La foule se réjouit, cria et siffla. Tamiaki leva le bras et son sous-fifre resté près de Temple commença à monter les marches quatre à quatre.
– Le temps d’un battement d’ailes de papillon, c’est tout ce que ça va durer. Alors regardez bien, indiqua-t-iel à notre adresse.
Les jeunes étaient trop faibles et dépités pour rétorquer. La haine et la hargne de vivre s’étaient changées en désespoir dès lors que nous avions perdu.
Tamiaki s’accroupit devant moi et me lança un regard d’une redoutable cruauté :
– C’est la dernière fois que vous voyez le conseiller Joukwo. J’espère que vous avez pu lui dire au revoir. Bah ! De toute façon, iel ne vous aimait pas vraiment. Ces gens-là ne savent que manipuler celleux qui les entourent. Vous devriez l’oublier, ça vous rendrait service.

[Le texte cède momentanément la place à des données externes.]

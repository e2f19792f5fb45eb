#![forbid(unsafe_code)]

//! Host logic that does not touch JS values.
//!
//! The wasm exports read DOM objects into these plain types and back, so
//! everything decided here runs under native `cargo test`.

use std::time::Duration;

use folio::SiteConfig;
use folio_core::{IntersectionEntry, ObserverOptions, Rect, RegionId, RegionRegistry};
use folio_widgets::NavStyle;
use tracing::debug;

/// The fields of a DOM `IntersectionObserverEntry` that folio reads.
#[derive(Debug, Clone, PartialEq)]
pub struct EntrySnapshot {
    /// `entry.target.id`.
    pub target_id: String,
    pub is_intersecting: bool,
    pub intersection_ratio: f64,
    pub bounding: Rect,
    /// `entry.time`, milliseconds since page load.
    pub time_ms: f64,
}

impl EntrySnapshot {
    /// Convert into a core entry.
    ///
    /// A target without an id cannot name a region and a non-finite ratio
    /// cannot be compared against thresholds; both are rejected. Negative or
    /// non-finite timestamps become zero.
    pub fn into_entry(self) -> Result<IntersectionEntry, WebHostError> {
        if self.target_id.is_empty() {
            return Err(WebHostError::MissingTargetId);
        }
        if !self.intersection_ratio.is_finite() {
            return Err(WebHostError::InvalidRatio(self.intersection_ratio));
        }
        let time = if self.time_ms.is_finite() && self.time_ms > 0.0 {
            Duration::from_secs_f64(self.time_ms / 1000.0)
        } else {
            Duration::ZERO
        };
        Ok(IntersectionEntry {
            region: RegionId::from(self.target_id),
            is_intersecting: self.is_intersecting,
            intersection_ratio: self.intersection_ratio.clamp(0.0, 1.0),
            bounding: self.bounding,
            time,
        })
    }
}

/// Classes to add and remove on one nav item.
#[derive(Debug, Clone, Default, PartialEq, Eq)]
pub struct ClassToggle {
    pub add: Vec<String>,
    pub remove: Vec<String>,
}

impl ClassToggle {
    /// Move an item into its active or inactive state. Base classes are
    /// never touched; a class shared by both states is kept.
    #[must_use]
    pub fn for_item(style: &NavStyle, active: bool) -> Self {
        let (on, off) = if active {
            (&style.active, &style.inactive)
        } else {
            (&style.inactive, &style.active)
        };
        let add: Vec<String> = on.split_whitespace().map(str::to_string).collect();
        let remove = off
            .split_whitespace()
            .filter(|class| !add.iter().any(|a| a == class))
            .map(str::to_string)
            .collect();
        Self { add, remove }
    }
}

/// The `classList` of one nav item.
pub trait ClassList {
    fn add_class(&self, class: &str) -> Result<(), WebHostError>;
    fn remove_class(&self, class: &str) -> Result<(), WebHostError>;
}

impl ClassToggle {
    /// Apply to one item. Failures are logged and skipped; returns how many
    /// class changes failed.
    pub fn apply_to<L: ClassList + ?Sized>(&self, region: &RegionId, list: &L) -> usize {
        let mut failed = 0;
        for class in &self.remove {
            if let Err(err) = list.remove_class(class) {
                debug!(
                    region = %region,
                    class = %class,
                    error = %err,
                    "nav class not removed"
                );
                failed += 1;
            }
        }
        for class in &self.add {
            if let Err(err) = list.add_class(class) {
                debug!(
                    region = %region,
                    class = %class,
                    error = %err,
                    "nav class not added"
                );
                failed += 1;
            }
        }
        failed
    }
}

/// One toggle per registered region for the given active id.
#[must_use]
pub fn class_updates(
    style: &NavStyle,
    registry: &RegionRegistry,
    active: &RegionId,
) -> Vec<(RegionId, ClassToggle)> {
    registry
        .ids()
        .map(|id| (id.clone(), ClassToggle::for_item(style, id == active)))
        .collect()
}

/// CSS selector for the nav items of `id`.
#[must_use]
pub fn item_selector(id: &str) -> String {
    let mut escaped = String::with_capacity(id.len());
    for ch in id.chars() {
        if matches!(ch, '"' | '\\') {
            escaped.push('\\');
        }
        escaped.push(ch);
    }
    format!("[data-section=\"{escaped}\"]")
}

/// Sections and band settings for a page.
#[derive(Debug, Clone, PartialEq)]
pub struct Site {
    pub registry: RegionRegistry,
    pub options: ObserverOptions,
}

impl Site {
    /// Read the site from optional JSON; `None` means the built-in site.
    pub fn from_json(json: Option<&str>) -> Result<Self, WebHostError> {
        let config = match json {
            Some(text) => SiteConfig::from_json_str(text)
                .map_err(|e| WebHostError::Config(e.to_string()))?,
            None => SiteConfig::default(),
        };
        let errors = config.validate();
        if !errors.is_empty() {
            return Err(WebHostError::Config(errors.join("; ")));
        }
        Ok(Self {
            registry: config
                .registry()
                .map_err(|e| WebHostError::Config(e.to_string()))?,
            options: config
                .observer_options()
                .map_err(|e| WebHostError::Config(e.to_string()))?,
        })
    }
}

/// Failures surfaced to JS.
#[derive(Debug, Clone, PartialEq)]
pub enum WebHostError {
    NoWindow,
    NoDocument,
    /// An observed element has an empty `id`.
    MissingTargetId,
    InvalidRatio(f64),
    /// A JS call threw.
    Js(String),
    Config(String),
}

impl core::fmt::Display for WebHostError {
    fn fmt(&self, f: &mut core::fmt::Formatter<'_>) -> core::fmt::Result {
        match self {
            Self::NoWindow => write!(f, "no global window"),
            Self::NoDocument => write!(f, "window has no document"),
            Self::MissingTargetId => write!(f, "intersection target has no id"),
            Self::InvalidRatio(r) => write!(f, "intersection ratio {r} is not finite"),
            Self::Js(msg) => write!(f, "javascript error: {msg}"),
            Self::Config(msg) => write!(f, "invalid site config: {msg}"),
        }
    }
}

impl std::error::Error for WebHostError {}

Je me jetai sur lui pour l’étrangler, mais Tamiaki se recula et des lances me barrèrent le passage.
– Ahahah, du calme !
Je me levai et saisis les lances telles les barreaux d’une prison.
– Fais-moi disparaître avec elleux. Si ce sont des traîtres, alors moi aussi ! clamai-je.
– Non, désolé, c’est impossible, ricana Tamiaki.
– Moi aussi ! se proposa Mœ en s’élevant. En tant que chef des insurgés, j’ai fait tout ce qui était en mon pouvoir pour réduire votre plan à néant. Je suis pour l’Assemblée et contre vos agissements, alors faites-moi disparaître !
– Ouais, moi aussi !
Plusieurs autres sathœs se remirent sur pieds pour protester et insulter Tamiaki. Les gardes durent contenir les soulèvements.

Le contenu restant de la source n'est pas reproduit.